*** MATERIAL FOR THIS TASK ***

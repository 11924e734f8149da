//! Sightline CLI binary.
//!
//! Drives a detection session from the command line.
//!
//! # Commands
//!
//! - `replay` - Stream recorded frames (JSON lines) through a session
//! - `ping` - Open a session and close it again
//! - `config` - Print the effective configuration

use std::fs::File;
use std::io::{self, BufRead, BufReader};
use std::path::PathBuf;

use clap::{Parser, Subcommand};
use sightline::{
    config::{self, ColorFields},
    transport::Reply,
    Config, Frame, HttpTransport, ScriptedTransport, SessionClient, Transport, VERSION,
};

#[derive(Parser)]
#[command(name = "sightline")]
#[command(version = VERSION)]
#[command(about = "Sightline - detection session client", long_about = None)]
struct Cli {
    /// Config file (default: $SIGHTLINE_CONFIG or the user config dir)
    #[arg(short, long, global = true)]
    config: Option<PathBuf>,

    /// Detection service base URL (overrides config)
    #[arg(long, global = true)]
    server: Option<String>,

    /// Verbose output
    #[arg(short, long, global = true)]
    verbose: bool,

    #[command(subcommand)]
    command: Commands,
}

#[derive(Subcommand)]
enum Commands {
    /// Stream recorded frames through a detection session
    Replay {
        /// JSON-lines input, one frame per line (or - for stdin)
        input: Option<PathBuf>,

        /// Source (camera) name announced at session start
        #[arg(short, long)]
        source: String,

        /// Clothing color field layout (last-wins, numbered)
        #[arg(long)]
        color_fields: Option<String>,

        /// Treat replies lost at transport level as stop signals
        #[arg(long)]
        escalate_loss: bool,

        /// Keep streaming after the service asks to stop
        #[arg(long)]
        ignore_stop: bool,

        /// Use an in-memory transport that accepts everything
        #[arg(long)]
        dry_run: bool,
    },

    /// Open a session and close it again
    Ping {
        /// Source (camera) name announced at session start
        #[arg(short, long, default_value = "sightline-ping")]
        source: String,
    },

    /// Print the effective configuration as TOML
    Config,
}

fn main() -> anyhow::Result<()> {
    let cli = Cli::parse();

    // Initialize logging
    let log_level = if cli.verbose { "debug" } else { "info" };
    tracing_subscriber::fmt()
        .with_env_filter(
            tracing_subscriber::EnvFilter::try_from_default_env()
                .unwrap_or_else(|_| tracing_subscriber::EnvFilter::new(log_level)),
        )
        .with_writer(io::stderr)
        .init();

    let mut config = match cli.config.as_deref() {
        Some(path) => {
            let mut config = config::load_or_default(Some(path))?;
            config.apply_env()?;
            config
        }
        None => Config::load()?,
    };
    if let Some(server) = cli.server {
        config.endpoints.base_url = server;
    }

    match cli.command {
        Commands::Replay {
            input,
            source,
            color_fields,
            escalate_loss,
            ignore_stop,
            dry_run,
        } => {
            if let Some(mode) = color_fields {
                config.wire.color_fields = mode
                    .parse::<ColorFields>()
                    .map_err(|e| anyhow::anyhow!(e))?;
            }
            if escalate_loss {
                config.reconcile.escalate_transport_loss = true;
            }
            config.validate()?;
            let reader = open_input(input)?;

            if dry_run {
                cmd_replay(&config, dry_run_transport(), &source, reader, ignore_stop)
            } else {
                let transport = HttpTransport::new(&config.transport)?;
                cmd_replay(&config, transport, &source, reader, ignore_stop)
            }
        }
        Commands::Ping { source } => {
            config.validate()?;
            cmd_ping(&config, &source)
        }
        Commands::Config => {
            print!("{}", config.to_toml()?);
            Ok(())
        }
    }
}

fn open_input(input: Option<PathBuf>) -> anyhow::Result<Box<dyn BufRead>> {
    match input {
        Some(path) if path.as_os_str() != "-" => {
            let file = File::open(&path)
                .map_err(|e| anyhow::anyhow!("cannot open {}: {e}", path.display()))?;
            Ok(Box::new(BufReader::new(file)))
        }
        _ => Ok(Box::new(BufReader::new(io::stdin()))),
    }
}

fn dry_run_transport() -> ScriptedTransport {
    let transport = ScriptedTransport::new();
    transport
        .reply_blocking(Reply::body(r#"{"code":0,"session_key":"dry-run"}"#))
        .reply_blocking(Reply::code(0))
        .auto_reply(Some(Reply::code(0)));
    transport
}

fn cmd_replay<T: Transport>(
    config: &Config,
    transport: T,
    source: &str,
    reader: Box<dyn BufRead>,
    ignore_stop: bool,
) -> anyhow::Result<()> {
    let mut client = SessionClient::open(config, transport, source);
    if !client.is_active() {
        client.close();
        anyhow::bail!("could not start a session for '{source}'");
    }

    let mut frames = 0u64;
    for (line_no, line) in reader.lines().enumerate() {
        let line = line?;
        if line.trim().is_empty() {
            continue;
        }
        let frame: Frame = match serde_json::from_str(&line) {
            Ok(frame) => frame,
            Err(e) => {
                tracing::warn!("Skipping line {}: {}", line_no + 1, e);
                continue;
            }
        };

        let report = client.send_records(&frame.people, frame.frame);
        frames += 1;
        if report.stop_requested && !ignore_stop {
            tracing::warn!("Service asked to stop at frame {}", frame.frame);
            break;
        }
    }

    if !client.stop_signalled() || ignore_stop {
        client.flush();
    }
    let stats = client.stats();
    client.close();

    println!("Frames:           {frames}");
    println!("Records sent:     {}", stats.records_sent);
    println!("Records skipped:  {}", stats.records_skipped);
    println!("Dispatch errors:  {}", stats.dispatch_failures);
    println!("Replies accepted: {}", stats.replies_accepted);
    println!("Replies rejected: {}", stats.replies_rejected);
    println!("Replies lost:     {}", stats.replies_lost);
    Ok(())
}

fn cmd_ping(config: &Config, source: &str) -> anyhow::Result<()> {
    let transport = HttpTransport::new(&config.transport)?;
    let mut client = SessionClient::new(config, transport);
    client.start(source)?;
    println!("Session started (key: {})", client.session_key());
    client.stop()?;
    println!("Session stopped");
    Ok(())
}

*** End of MATERIAL FOR THIS TASK ***

◆ **TASK PROMPT**
All lines above that contain the word "stdin" are to be copied.

◆ **ANSWER TO THE PROBLEM**
        /// JSON-lines input, one frame per line (or - for stdin)
        _ => Ok(Box::new(BufReader::new(io::stdin()))),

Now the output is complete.